Entre os destaques idealizou o ciclo ‘Machado de Assis e a questão racial’, onde foram discutidos vários assuntos sob esse prisma até então muito pouco abordado. O ciclo faz parte do curso de formação de escritores “Machado Quebradeiro” para jovens das periferias, dentro do projeto Universidade das Quebradas, que Heloisa idealizou e pilotou com enorme sucesso. Fechando com chave de outro a acadêmica tem sua trajetória eternizada no documentário “Helô” iniciativa de seu filho, Lula Buarque de Hollanda diretor e produtor.

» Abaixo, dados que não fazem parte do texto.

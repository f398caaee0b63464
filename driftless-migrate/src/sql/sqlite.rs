//! SQLite DDL.

use driftless_model::{ColumnDefinition, Dialect, EntityDefinition, PropertyDefinition, TableDefinition};

use super::{DdlGenerator, GeneratorOptions, default_clause, display_name, key_list};
use crate::capability::ServerVersion;
use crate::error::{MigrateResult, MigrationError};
use crate::script::{MigrationScript, Operation};

const DIALECT: Dialect = Dialect::Sqlite;

/// SQLite DDL generator.
///
/// A single integer primary key is rendered inline so it aliases the rowid;
/// with identity it also gets `AUTOINCREMENT`.
#[derive(Debug, Clone)]
pub struct SqliteGenerator {
    options: GeneratorOptions,
}

impl SqliteGenerator {
    /// Create a new generator.
    pub fn new(options: GeneratorOptions) -> Self {
        Self { options }
    }

    fn column_definition(
        &self,
        property: &PropertyDefinition,
        inline_key: bool,
        backfill: bool,
    ) -> String {
        let sql_type = property.resolve_sql_type(DIALECT);
        let mut parts = vec![DIALECT.quote(&property.name), sql_type.clone()];

        if inline_key {
            if sql_type == "INTEGER" {
                parts.push("PRIMARY KEY".to_string());
                if property.identity {
                    parts.push("AUTOINCREMENT".to_string());
                }
            } else {
                parts.push("NOT NULL PRIMARY KEY".to_string());
            }
        } else if !property.is_nullable() {
            parts.push("NOT NULL".to_string());
        }

        if let Some(default) = default_clause(DIALECT, property, backfill) {
            parts.push(default);
        }

        parts.join(" ")
    }
}

impl DdlGenerator for SqliteGenerator {
    fn dialect(&self) -> Dialect {
        DIALECT
    }

    fn version(&self) -> Option<ServerVersion> {
        self.options.version
    }

    fn create_table(&self, entity: &EntityDefinition) -> MigrateResult<MigrationScript> {
        let key = entity.primary_key();
        let inline = key.len() == 1;

        let mut columns: Vec<String> = entity
            .properties
            .iter()
            .map(|p| self.column_definition(p, inline && p.primary_key, false))
            .collect();

        if key.len() > 1 {
            columns.push(format!("PRIMARY KEY ({})", key_list(DIALECT, &key)));
        }

        let sql = format!(
            "CREATE TABLE {} (\n    {}\n)",
            DIALECT.qualify(entity.schema(), &entity.table_name),
            columns.join(",\n    ")
        );

        Ok(MigrationScript::new(
            &entity.table_name,
            Operation::CreateTable,
            sql,
            format!(
                "Create table {}",
                display_name(entity.schema(), &entity.table_name)
            ),
        ))
    }

    fn add_column(
        &self,
        entity: &EntityDefinition,
        property: &PropertyDefinition,
        key: Option<&[&PropertyDefinition]>,
    ) -> MigrateResult<MigrationScript> {
        if key.is_some() {
            return Err(MigrationError::unsupported(
                Operation::AddColumn.as_str(),
                DIALECT,
                "SQLite cannot add a PRIMARY KEY column to an existing table; \
                 the table must be rebuilt manually",
            ));
        }

        let sql = format!(
            "ALTER TABLE {} ADD COLUMN {}",
            DIALECT.qualify(entity.schema(), &entity.table_name),
            self.column_definition(property, false, true)
        );

        Ok(MigrationScript::new(
            &entity.table_name,
            Operation::AddColumn,
            sql,
            format!(
                "Add column {}.{}",
                display_name(entity.schema(), &entity.table_name),
                property.name
            ),
        ))
    }

    fn alter_column(
        &self,
        _entity: &EntityDefinition,
        _property: &PropertyDefinition,
        _column: &ColumnDefinition,
    ) -> MigrateResult<MigrationScript> {
        self.capability(Operation::AlterColumn)
            .require(Operation::AlterColumn.as_str(), DIALECT)?;

        // In-place changes are never rendered; a rebuild is left to the caller.
        Err(MigrationError::unsupported(
            Operation::AlterColumn.as_str(),
            DIALECT,
            "column rebuilds are not generated",
        ))
    }

    fn drop_column(
        &self,
        table: &TableDefinition,
        column: &ColumnDefinition,
    ) -> MigrateResult<MigrationScript> {
        self.capability(Operation::DropColumn)
            .require(Operation::DropColumn.as_str(), DIALECT)?;

        let sql = format!(
            "ALTER TABLE {} DROP COLUMN {}",
            DIALECT.qualify(table.schema(), &table.name),
            DIALECT.quote(&column.name)
        );

        Ok(MigrationScript::new(
            &table.name,
            Operation::DropColumn,
            sql,
            format!(
                "Drop column {}.{}",
                display_name(table.schema(), &table.name),
                column.name
            ),
        ))
    }

    fn drop_table(&self, table: &TableDefinition) -> MigrateResult<MigrationScript> {
        Ok(MigrationScript::new(
            &table.name,
            Operation::DropTable,
            format!("DROP TABLE {}", DIALECT.qualify(table.schema(), &table.name)),
            format!("Drop table {}", display_name(table.schema(), &table.name)),
        ))
    }
}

A idéia central é capturar o pensamento dessa mulher, historiadora, professora, ensaísta, escritora de olhar atento e presença forte na história brasileira, além de focar em lembranças de seu papel fundamental como agitadora cultural de diversos movimentos a partir doa anos 1960, e ainda, mostrar o dia a dia eletrizante de alguém com muitas facetas, que se divide entre aulas, palestras, escritos, atenção aos filhos, netos e amigos.
Sua interlocução em pautas e movimentos sempre necessários também faz o recorte do documentário. Sem aspirar a Acadêmica, sua entrada faz parte desse frescor que a Casa vem trazendo, e por tudo que representa não poderia deixar de lá estar. Bem ao seu jeito dispensa ser chamada de grande intelectual, mas a despeito de sua modéstia, Helô é um sopro de felicidade pro Brasil pensante e presença fundamental na ABL.
Encerrando as recentes demandas femininas da Academia, sob coordenação de outra importante acadêmica Rosiska Darcy, editora da Revista Brasileira, foi lançada a nova edição da revista “A Força da Palavra” contando com nomes fortes nessa publicação entre eles Ailton Krenak, Joaquim Falcão, Antônio Carlos Secchin e outros.
O lançamento contou com mesa redonda reunindo os acadêmicos Joaquim Falcão, Ruy Castro, Rosiska Darcy e Fernando Gabeira. A jornalista Cristina Aragão fez a mediação. Segundo Rosiska ‘ a força da palavra não se extingue. Há uma ameaça quando a tecnologia usada contra a liberdade reduz e desintegra a palavra e o pensamento.
Mas os que lidam com palavras têm também seus instrumentos pacíficos. A imaginação artística e a literatura em todas as suas formas resistem’. E resistência é uma palavra e uma atitude que essas mulheres conhecem de perto. Faz parte de suas jornadas. Elas seguem movimentando a história. Solo sagrado brasileiro.